2. Beneficial ownership of the Common Units reported herein was acquired by the Reporting Persons pursuant to the exercise of the limited call right provided for in Section 15.1(a) of the Second Amended and Restated Agreement of Limited Partnership of the Issuer, dated as of October 12, 2018 (the Limited Call Right), pursuant to which the Reporting Persons purchased all outstanding Common Units that the Reporting Persons did not otherwise own at a price per Common Unit equal to $20.00. The Limited Call Right was completed on January 10, 2019. On January 10, 2019, immediately following the completion of the Limited Call Right, ETRN contributed the Common Units it acquired pursuant to the Limited Call Right to Gathering Holdings.
3. ETRN is the sole member of EMH and Gathering Holdings. Gathering Holdings is the sole stockholder of EQM GP Corporation, a Delaware corporation (GP Corporation). Gathering Holdings is the record and beneficial owner of 265,910,708 Common Units, which represent approximately 87.9% of the outstanding Common Units, and as the sole stockholder of GP Corporation, Gathering Holdings may be deemed to beneficially own an additional 266,000 Common Units, which represent approximately 0.1% of the outstanding Common Units, beneficially owned by GP Corporation. EMH is the record and beneficial owner of 36,293,766 Common Units, which represent approximately 12.0% of the outstanding Common Units.

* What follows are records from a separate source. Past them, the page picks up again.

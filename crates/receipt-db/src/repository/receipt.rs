//! # Receipt Repository
//!
//! SQLite persistence for open receipts.
//!
//! ## Atomic Read-Modify-Write
//! ```text
//! ┌─────────────────────────────────────────────────────────────────────────┐
//! │                   apply("input1", op)                                   │
//! │                                                                         │
//! │  1. LOCK      write_lock.lock()      ← serializes writers in-process   │
//! │  2. BEGIN     pool.begin()                                             │
//! │  3. READ      SELECT payload FROM receipts WHERE key = ?               │
//! │  4. DECIDE    op.apply(key, current) (pure, receipt-core)              │
//! │  5. WRITE     UPSERT or DELETE                                         │
//! │  6. COMMIT    tx.commit()                                              │
//! │                                                                         │
//! │  Any `?` between 2 and 6 drops the transaction → ROLLBACK,             │
//! │  and dropping the guard releases the lock.                             │
//! └─────────────────────────────────────────────────────────────────────────┘
//! ```

use std::sync::Arc;

use async_trait::async_trait;
use receipt_core::{Receipt, ReceiptOp, StoreWrite};
use sqlx::{Executor, Row, Sqlite, SqlitePool};
use tokio::sync::Mutex;
use tracing::debug;

use crate::error::{DbError, DbResult};
use crate::store::ReceiptStore;

/// Repository for receipt database operations.
///
/// Obtain one from [`crate::Database::receipts`]; all repositories from the
/// same `Database` share one write lock.
#[derive(Debug, Clone)]
pub struct ReceiptRepository {
    pool: SqlitePool,
    write_lock: Arc<Mutex<()>>,
}

impl ReceiptRepository {
    /// Creates a new ReceiptRepository.
    pub fn new(pool: SqlitePool, write_lock: Arc<Mutex<()>>) -> Self {
        ReceiptRepository { pool, write_lock }
    }

    /// Number of open receipts.
    pub async fn count(&self) -> DbResult<i64> {
        let count: i64 = sqlx::query_scalar("SELECT COUNT(*) FROM receipts")
            .fetch_one(&self.pool)
            .await?;

        Ok(count)
    }
}

// =============================================================================
// Query Helpers
// =============================================================================
// Generic over the executor so the same SQL runs on the pool or inside a
// transaction.

async fn fetch_receipt<'e, E>(executor: E, key: &str) -> DbResult<Option<Receipt>>
where
    E: Executor<'e, Database = Sqlite>,
{
    let row = sqlx::query("SELECT payload FROM receipts WHERE key = ?1")
        .bind(key.to_string())
        .fetch_optional(executor)
        .await?;

    let Some(row) = row else {
        return Ok(None);
    };

    let payload: String = row.try_get("payload")?;
    let receipt: Receipt = serde_json::from_str(&payload)?;
    receipt.verify()?;

    Ok(Some(receipt))
}

async fn upsert_receipt<'e, E>(executor: E, receipt: &Receipt) -> DbResult<()>
where
    E: Executor<'e, Database = Sqlite>,
{
    let payload = serde_json::to_string(receipt)?;

    sqlx::query(
        r#"
        INSERT INTO receipts (
            key, payload, item_count,
            sales_tax_cents, total_cents,
            opened_at, updated_at
        ) VALUES (
            ?1, ?2, ?3,
            ?4, ?5,
            ?6, ?7
        )
        ON CONFLICT(key) DO UPDATE SET
            payload = excluded.payload,
            item_count = excluded.item_count,
            sales_tax_cents = excluded.sales_tax_cents,
            total_cents = excluded.total_cents,
            opened_at = excluded.opened_at,
            updated_at = excluded.updated_at
        "#,
    )
    .bind(receipt.key().to_string())
    .bind(payload)
    .bind(receipt.item_count() as i64)
    .bind(receipt.sales_tax().cents())
    .bind(receipt.total().cents())
    .bind(receipt.opened_at())
    .bind(receipt.updated_at())
    .execute(executor)
    .await?;

    Ok(())
}

async fn delete_receipt<'e, E>(executor: E, key: &str) -> DbResult<bool>
where
    E: Executor<'e, Database = Sqlite>,
{
    let result = sqlx::query("DELETE FROM receipts WHERE key = ?1")
        .bind(key.to_string())
        .execute(executor)
        .await?;

    Ok(result.rows_affected() > 0)
}

// =============================================================================
// Store Implementation
// =============================================================================

#[async_trait]
impl ReceiptStore for ReceiptRepository {
    async fn get(&self, key: &str) -> DbResult<Option<Receipt>> {
        fetch_receipt(&self.pool, key).await
    }

    async fn put(&self, receipt: &Receipt) -> DbResult<()> {
        let _guard = self.write_lock.lock().await;
        upsert_receipt(&self.pool, receipt).await
    }

    async fn delete(&self, key: &str) -> DbResult<bool> {
        let _guard = self.write_lock.lock().await;
        delete_receipt(&self.pool, key).await
    }

    async fn keys(&self) -> DbResult<Vec<String>> {
        let keys: Vec<String> = sqlx::query_scalar("SELECT key FROM receipts ORDER BY key")
            .fetch_all(&self.pool)
            .await?;

        Ok(keys)
    }

    async fn clear(&self) -> DbResult<u64> {
        let _guard = self.write_lock.lock().await;

        let result = sqlx::query("DELETE FROM receipts")
            .execute(&self.pool)
            .await?;

        Ok(result.rows_affected())
    }

    async fn apply(&self, key: &str, op: ReceiptOp) -> DbResult<Option<Receipt>> {
        let _guard = self.write_lock.lock().await;

        let mut tx = self
            .pool
            .begin()
            .await
            .map_err(|e| DbError::TransactionFailed(e.to_string()))?;

        let op_name = op.name();
        let current = fetch_receipt(&mut *tx, key).await?;
        let transition = op.apply(key, current)?;

        match &transition.write {
            StoreWrite::Put(receipt) => upsert_receipt(&mut *tx, receipt).await?,
            StoreWrite::Delete => {
                delete_receipt(&mut *tx, key).await?;
            }
            StoreWrite::Nothing => {}
        }

        tx.commit()
            .await
            .map_err(|e| DbError::TransactionFailed(e.to_string()))?;

        debug!(key = %key, op = op_name, "Applied receipt operation");

        Ok(transition.output)
    }
}

// =============================================================================
// Unit Tests
// =============================================================================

4. As the sole member of EMH and Gathering Holdings, ETRN may be deemed to beneficially own the 36,293,766 Common Units beneficially owned by EMH and the 266,176,708 Common Units beneficially owned by Gathering Holdings, which in the aggregate represent 100.0% of the outstanding Common Units.
/s/ Kirk R. Oliver, Senior Vice President and Chief Financial Officer of Equitrans Midstream Corporation 01/10/2019
/s/ Kirk R. Oliver, Senior Vice President and Chief Financial Officer of Equitrans Gathering Holdings, LLC 01/10/2019
/s/ Kirk R. Oliver, Senior Vice President and Chief Financial Officer of Equitrans Midstream Holdings, LLC 01/10/2019
** Signature of Reporting Person Date
Reminder: Report on a separate line for each class of securities beneficially owned directly or indirectly.
* If the form is filed by more than one reporting person, see Instruction 4 (b)(v).